When you answer, give every record back exactly as written.

◇ ◇ ◇ ◇ ◇ ◇ ◇

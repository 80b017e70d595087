use serde::{Deserialize, Serialize};

/// Straight-alpha RGBA8 color used by element styles.
#[derive(Debug, Clone, Copy, PartialEq, Eq, Hash)]
pub struct Color {
    /// Red channel.
    pub r: u8,
    /// Green channel.
    pub g: u8,
    /// Blue channel.
    pub b: u8,
    /// Alpha channel (255 = opaque).
    pub a: u8,
}

impl Color {
    /// Opaque black.
    pub const BLACK: Self = Self::rgb(0, 0, 0);
    /// Opaque white.
    pub const WHITE: Self = Self::rgb(255, 255, 255);
    /// Fully transparent black.
    pub const TRANSPARENT: Self = Self::rgba(0, 0, 0, 0);

    /// Opaque color from channels.
    pub const fn rgb(r: u8, g: u8, b: u8) -> Self {
        Self { r, g, b, a: 255 }
    }

    /// Color from channels with straight alpha.
    pub const fn rgba(r: u8, g: u8, b: u8, a: u8) -> Self {
        Self { r, g, b, a }
    }

    /// Parse `#rgb`, `#rrggbb`, `#rrggbbaa` or a small set of keywords.
    pub fn parse(s: &str) -> Result<Self, String> {
        let s = s.trim();
        match s.to_ascii_lowercase().as_str() {
            "transparent" => return Ok(Self::TRANSPARENT),
            "black" => return Ok(Self::BLACK),
            "white" => return Ok(Self::WHITE),
            _ => {}
        }

        let Some(hex) = s.strip_prefix('#') else {
            return Err(format!("unsupported color \"{s}\" (expected #rgb, #rrggbb or #rrggbbaa)"));
        };
        if !hex.is_ascii() {
            return Err(format!("invalid hex color \"{s}\""));
        }

        fn hex_byte(pair: &str) -> Result<u8, String> {
            u8::from_str_radix(pair, 16).map_err(|_| format!("invalid hex byte \"{pair}\""))
        }

        fn hex_nibble(c: &str) -> Result<u8, String> {
            let v = u8::from_str_radix(c, 16).map_err(|_| format!("invalid hex digit \"{c}\""))?;
            Ok(v * 17)
        }

        match hex.len() {
            3 => Ok(Self::rgb(
                hex_nibble(&hex[0..1])?,
                hex_nibble(&hex[1..2])?,
                hex_nibble(&hex[2..3])?,
            )),
            6 => Ok(Self::rgb(
                hex_byte(&hex[0..2])?,
                hex_byte(&hex[2..4])?,
                hex_byte(&hex[4..6])?,
            )),
            8 => Ok(Self::rgba(
                hex_byte(&hex[0..2])?,
                hex_byte(&hex[2..4])?,
                hex_byte(&hex[4..6])?,
                hex_byte(&hex[6..8])?,
            )),
            _ => Err("hex color must be #rgb, #rrggbb or #rrggbbaa (case-insensitive)".to_owned()),
        }
    }

    /// `#rrggbb` without the alpha channel.
    pub fn to_hex_rgb(self) -> String {
        format!("#{:02x}{:02x}{:02x}", self.r, self.g, self.b)
    }

    /// Alpha as a `0..=1` factor.
    pub fn alpha_f32(self) -> f32 {
        f32::from(self.a) / 255.0
    }

    /// `true` when the color paints nothing.
    pub fn is_transparent(self) -> bool {
        self.a == 0
    }
}

impl std::fmt::Display for Color {
    fn fmt(&self, f: &mut std::fmt::Formatter<'_>) -> std::fmt::Result {
        if self.a == 255 {
            write!(f, "{}", self.to_hex_rgb())
        } else {
            write!(f, "{}{:02x}", self.to_hex_rgb(), self.a)
        }
    }
}

impl Serialize for Color {
    fn serialize<S>(&self, serializer: S) -> Result<S::Ok, S::Error>
    where
        S: serde::Serializer,
    {
        serializer.collect_str(self)
    }
}

impl<'de> Deserialize<'de> for Color {
    fn deserialize<D>(deserializer: D) -> Result<Self, D::Error>
    where
        D: serde::Deserializer<'de>,
    {
        let s = String::deserialize(deserializer)?;
        Self::parse(&s).map_err(serde::de::Error::custom)
    }
}

#[cfg(test)]
#[path = "../../tests/unit/foundation/color.rs"]
mod tests;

◇ ◇ ◇ ◇ ◇ ◇ ◇

**TASK RESPONSE:**
repository 80b017e70d595087
use serde::{Deserialize, Serialize};

/// Straight-alpha RGBA8 color used by element styles.
#[derive(Debug, Clone, Copy, PartialEq, Eq, Hash)]
pub struct Color {
    /// Red channel.
    pub r: u8,
    /// Green channel.
    pub g: u8,
    /// Blue channel.
    pub b: u8,
    /// Alpha channel (255 = opaque).
    pub a: u8,
}

impl Color {
    /// Opaque black.
    pub const BLACK: Self = Self::rgb(0, 0, 0);
    /// Opaque white.
    pub const WHITE: Self = Self::rgb(255, 255, 255);
    /// Fully transparent black.
    pub const TRANSPARENT: Self = Self::rgba(0, 0, 0, 0);

    /// Opaque color from channels.
    pub const fn rgb(r: u8, g: u8, b: u8) -> Self {
        Self { r, g, b, a: 255 }
    }

    /// Color from channels with straight alpha.
    pub const fn rgba(r: u8, g: u8, b: u8, a: u8) -> Self {
        Self { r, g, b, a }
    }

    /// Parse `#rgb`, `#rrggbb`, `#rrggbbaa` or a small set of keywords.
    pub fn parse(s: &str) -> Result<Self, String> {
        let s = s.trim();
        match s.to_ascii_lowercase().as_str() {
            "transparent" => return Ok(Self::TRANSPARENT),
            "black" => return Ok(Self::BLACK),
            "white" => return Ok(Self::WHITE),
            _ => {}
        }

        let Some(hex) = s.strip_prefix('#') else {
            return Err(format!("unsupported color \"{s}\" (expected #rgb, #rrggbb or #rrggbbaa)"));
        };
        if !hex.is_ascii() {
            return Err(format!("invalid hex color \"{s}\""));
        }

        fn hex_byte(pair: &str) -> Result<u8, String> {
            u8::from_str_radix(pair, 16).map_err(|_| format!("invalid hex byte \"{pair}\""))
        }

        fn hex_nibble(c: &str) -> Result<u8, String> {
            let v = u8::from_str_radix(c, 16).map_err(|_| format!("invalid hex digit \"{c}\""))?;
            Ok(v * 17)
        }

        match hex.len() {
            3 => Ok(Self::rgb(
                hex_nibble(&hex[0..1])?,
                hex_nibble(&hex[1..2])?,
                hex_nibble(&hex[2..3])?,
            )),
            6 => Ok(Self::rgb(
                hex_byte(&hex[0..2])?,
                hex_byte(&hex[2..4])?,
                hex_byte(&hex[4..6])?,
            )),
            8 => Ok(Self::rgba(
                hex_byte(&hex[0..2])?,
                hex_byte(&hex[2..4])?,
                hex_byte(&hex[4..6])?,
                hex_byte(&hex[6..8])?,
            )),
            _ => Err("hex color must be #rgb, #rrggbb or #rrggbbaa (case-insensitive)".to_owned()),
        }
    }

    /// `#rrggbb` without the alpha channel.
    pub fn to_hex_rgb(self) -> String {
        format!("#{:02x}{:02x}{:02x}", self.r, self.g, self.b)
    }

    /// Alpha as a `0..=1` factor.
    pub fn alpha_f32(self) -> f32 {
        f32::from(self.a) / 255.0
    }

    /// `true` when the color paints nothing.
    pub fn is_transparent(self) -> bool {
        self.a == 0
    }
}

impl std::fmt::Display for Color {
    fn fmt(&self, f: &mut std::fmt::Formatter<'_>) -> std::fmt::Result {
        if self.a == 255 {
            write!(f, "{}", self.to_hex_rgb())
        } else {
            write!(f, "{}{:02x}", self.to_hex_rgb(), self.a)
        }
    }
}

impl Serialize for Color {
    fn serialize<S>(&self, serializer: S) -> Result<S::Ok, S::Error>
    where
        S: serde::Serializer,
    {
        serializer.collect_str(self)
    }
}

impl<'de> Deserialize<'de> for Color {
    fn deserialize<D>(deserializer: D) -> Result<Self, D::Error>
    where
        D: serde::Deserializer<'de>,
    {
        let s = String::deserialize(deserializer)?;
        Self::parse(&s).map_err(serde::de::Error::custom)
    }
}

#[cfg(test)]
#[path = "../../tests/unit/foundation/color.rs"]
mod tests;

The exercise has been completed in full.